Data entries:
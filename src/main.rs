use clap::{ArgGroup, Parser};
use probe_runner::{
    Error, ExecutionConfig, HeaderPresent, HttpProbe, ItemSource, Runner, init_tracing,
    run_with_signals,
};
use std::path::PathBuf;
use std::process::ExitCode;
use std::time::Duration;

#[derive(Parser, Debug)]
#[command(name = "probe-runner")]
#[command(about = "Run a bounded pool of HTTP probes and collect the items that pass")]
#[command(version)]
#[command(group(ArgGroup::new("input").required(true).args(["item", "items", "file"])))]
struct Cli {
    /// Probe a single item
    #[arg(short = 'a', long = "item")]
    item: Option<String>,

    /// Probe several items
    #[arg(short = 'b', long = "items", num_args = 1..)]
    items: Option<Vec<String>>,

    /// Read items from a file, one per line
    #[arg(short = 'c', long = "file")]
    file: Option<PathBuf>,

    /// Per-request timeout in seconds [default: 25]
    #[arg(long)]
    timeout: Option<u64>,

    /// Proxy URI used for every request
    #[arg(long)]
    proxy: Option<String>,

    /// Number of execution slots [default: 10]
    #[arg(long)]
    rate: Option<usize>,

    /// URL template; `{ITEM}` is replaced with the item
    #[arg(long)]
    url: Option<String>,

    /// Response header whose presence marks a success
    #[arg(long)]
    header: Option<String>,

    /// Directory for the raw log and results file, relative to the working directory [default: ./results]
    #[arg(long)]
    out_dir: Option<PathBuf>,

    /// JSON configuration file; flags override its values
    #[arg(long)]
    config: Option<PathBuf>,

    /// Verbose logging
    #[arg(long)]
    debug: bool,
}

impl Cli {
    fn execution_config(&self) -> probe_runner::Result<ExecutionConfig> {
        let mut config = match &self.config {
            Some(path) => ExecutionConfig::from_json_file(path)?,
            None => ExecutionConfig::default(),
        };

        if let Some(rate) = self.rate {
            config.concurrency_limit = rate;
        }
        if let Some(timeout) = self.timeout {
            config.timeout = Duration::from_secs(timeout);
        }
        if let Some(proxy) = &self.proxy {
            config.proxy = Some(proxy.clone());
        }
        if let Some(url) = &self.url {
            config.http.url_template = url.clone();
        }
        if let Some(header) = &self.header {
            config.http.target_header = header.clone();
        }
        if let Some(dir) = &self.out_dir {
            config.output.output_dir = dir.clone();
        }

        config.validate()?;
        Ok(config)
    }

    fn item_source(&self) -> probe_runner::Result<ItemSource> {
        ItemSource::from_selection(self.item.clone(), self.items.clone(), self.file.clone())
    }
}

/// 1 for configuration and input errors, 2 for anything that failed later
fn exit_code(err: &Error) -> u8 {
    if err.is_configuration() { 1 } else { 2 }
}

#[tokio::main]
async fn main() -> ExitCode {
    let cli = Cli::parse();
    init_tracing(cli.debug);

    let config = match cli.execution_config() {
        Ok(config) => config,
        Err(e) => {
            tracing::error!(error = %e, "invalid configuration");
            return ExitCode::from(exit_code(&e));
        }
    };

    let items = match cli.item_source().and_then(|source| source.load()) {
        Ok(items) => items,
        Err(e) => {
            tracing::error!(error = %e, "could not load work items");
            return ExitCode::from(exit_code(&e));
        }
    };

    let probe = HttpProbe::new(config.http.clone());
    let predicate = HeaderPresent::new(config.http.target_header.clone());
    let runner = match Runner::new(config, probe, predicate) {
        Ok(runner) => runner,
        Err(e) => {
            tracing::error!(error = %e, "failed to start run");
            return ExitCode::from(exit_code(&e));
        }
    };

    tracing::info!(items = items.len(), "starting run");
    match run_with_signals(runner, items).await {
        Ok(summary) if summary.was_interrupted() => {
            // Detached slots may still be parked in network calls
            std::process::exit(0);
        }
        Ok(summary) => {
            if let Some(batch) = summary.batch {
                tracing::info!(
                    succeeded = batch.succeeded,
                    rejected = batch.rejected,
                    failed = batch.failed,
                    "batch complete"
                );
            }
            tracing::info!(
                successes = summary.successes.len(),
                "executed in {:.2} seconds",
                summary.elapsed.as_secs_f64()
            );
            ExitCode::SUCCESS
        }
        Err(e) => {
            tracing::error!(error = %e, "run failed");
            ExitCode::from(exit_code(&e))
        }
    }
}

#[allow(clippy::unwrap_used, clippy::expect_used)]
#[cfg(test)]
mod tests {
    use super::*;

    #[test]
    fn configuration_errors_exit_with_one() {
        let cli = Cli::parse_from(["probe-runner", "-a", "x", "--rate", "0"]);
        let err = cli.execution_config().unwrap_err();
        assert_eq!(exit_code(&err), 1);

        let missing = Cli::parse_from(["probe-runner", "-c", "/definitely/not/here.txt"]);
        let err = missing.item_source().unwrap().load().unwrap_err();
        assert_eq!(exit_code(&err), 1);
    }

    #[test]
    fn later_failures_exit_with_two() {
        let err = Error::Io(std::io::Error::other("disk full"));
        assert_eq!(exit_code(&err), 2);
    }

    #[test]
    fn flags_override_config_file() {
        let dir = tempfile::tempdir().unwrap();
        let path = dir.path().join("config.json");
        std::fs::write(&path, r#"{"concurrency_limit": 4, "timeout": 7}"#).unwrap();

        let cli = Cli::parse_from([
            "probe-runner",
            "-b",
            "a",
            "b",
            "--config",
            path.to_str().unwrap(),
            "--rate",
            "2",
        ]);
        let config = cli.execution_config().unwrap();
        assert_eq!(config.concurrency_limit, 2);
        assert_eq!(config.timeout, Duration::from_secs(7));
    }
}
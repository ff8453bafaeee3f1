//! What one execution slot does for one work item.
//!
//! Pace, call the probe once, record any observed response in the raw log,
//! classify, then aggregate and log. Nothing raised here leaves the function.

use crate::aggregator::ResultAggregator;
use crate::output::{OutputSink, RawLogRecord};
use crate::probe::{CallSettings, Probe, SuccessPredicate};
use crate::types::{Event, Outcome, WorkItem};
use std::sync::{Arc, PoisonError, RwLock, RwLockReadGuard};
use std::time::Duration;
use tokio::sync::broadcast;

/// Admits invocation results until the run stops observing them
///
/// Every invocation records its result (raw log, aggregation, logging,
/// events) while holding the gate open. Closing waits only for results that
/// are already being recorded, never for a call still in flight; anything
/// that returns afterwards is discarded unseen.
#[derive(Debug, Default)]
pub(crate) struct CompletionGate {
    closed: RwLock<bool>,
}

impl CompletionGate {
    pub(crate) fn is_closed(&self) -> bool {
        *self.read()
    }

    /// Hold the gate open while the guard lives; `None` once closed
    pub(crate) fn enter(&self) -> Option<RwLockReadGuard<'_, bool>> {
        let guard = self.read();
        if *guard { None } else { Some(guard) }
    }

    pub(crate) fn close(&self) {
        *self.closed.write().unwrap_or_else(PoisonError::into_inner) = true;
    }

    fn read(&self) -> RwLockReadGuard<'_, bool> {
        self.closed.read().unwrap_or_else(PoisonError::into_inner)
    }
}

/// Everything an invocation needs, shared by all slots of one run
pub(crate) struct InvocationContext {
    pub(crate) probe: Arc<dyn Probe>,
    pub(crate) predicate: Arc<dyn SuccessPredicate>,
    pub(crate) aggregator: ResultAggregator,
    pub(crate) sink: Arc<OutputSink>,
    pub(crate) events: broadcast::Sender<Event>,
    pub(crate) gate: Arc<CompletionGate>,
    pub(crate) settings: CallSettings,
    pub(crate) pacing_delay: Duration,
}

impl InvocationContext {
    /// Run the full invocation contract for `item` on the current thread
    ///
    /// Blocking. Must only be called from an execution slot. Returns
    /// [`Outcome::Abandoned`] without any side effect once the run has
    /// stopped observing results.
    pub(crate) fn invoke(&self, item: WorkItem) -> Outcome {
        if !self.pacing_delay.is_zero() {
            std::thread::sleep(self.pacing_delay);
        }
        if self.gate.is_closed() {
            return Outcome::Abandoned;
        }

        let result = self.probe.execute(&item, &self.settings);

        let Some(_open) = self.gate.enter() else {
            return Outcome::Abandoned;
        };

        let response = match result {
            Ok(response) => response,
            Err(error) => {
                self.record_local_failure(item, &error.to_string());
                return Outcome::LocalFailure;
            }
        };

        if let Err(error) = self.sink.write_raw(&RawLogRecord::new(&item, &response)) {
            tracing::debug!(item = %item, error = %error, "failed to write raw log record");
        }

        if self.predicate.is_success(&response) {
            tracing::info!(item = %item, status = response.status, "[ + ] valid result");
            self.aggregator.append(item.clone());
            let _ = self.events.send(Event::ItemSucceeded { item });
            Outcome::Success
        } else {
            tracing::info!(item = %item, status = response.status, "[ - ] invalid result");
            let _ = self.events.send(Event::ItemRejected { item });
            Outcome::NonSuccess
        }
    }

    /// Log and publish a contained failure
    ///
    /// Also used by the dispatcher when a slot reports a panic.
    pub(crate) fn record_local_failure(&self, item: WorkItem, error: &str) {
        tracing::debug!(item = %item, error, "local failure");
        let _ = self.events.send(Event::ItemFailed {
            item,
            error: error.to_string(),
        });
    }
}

PROBLEM TO SOLVE |
From the records above, pull out each line that has "HeaderPresent".

RESPONSE TO THE TASK |
    Error, ExecutionConfig, HeaderPresent, HttpProbe, ItemSource, Runner, init_tracing,
    let predicate = HeaderPresent::new(config.http.target_header.clone());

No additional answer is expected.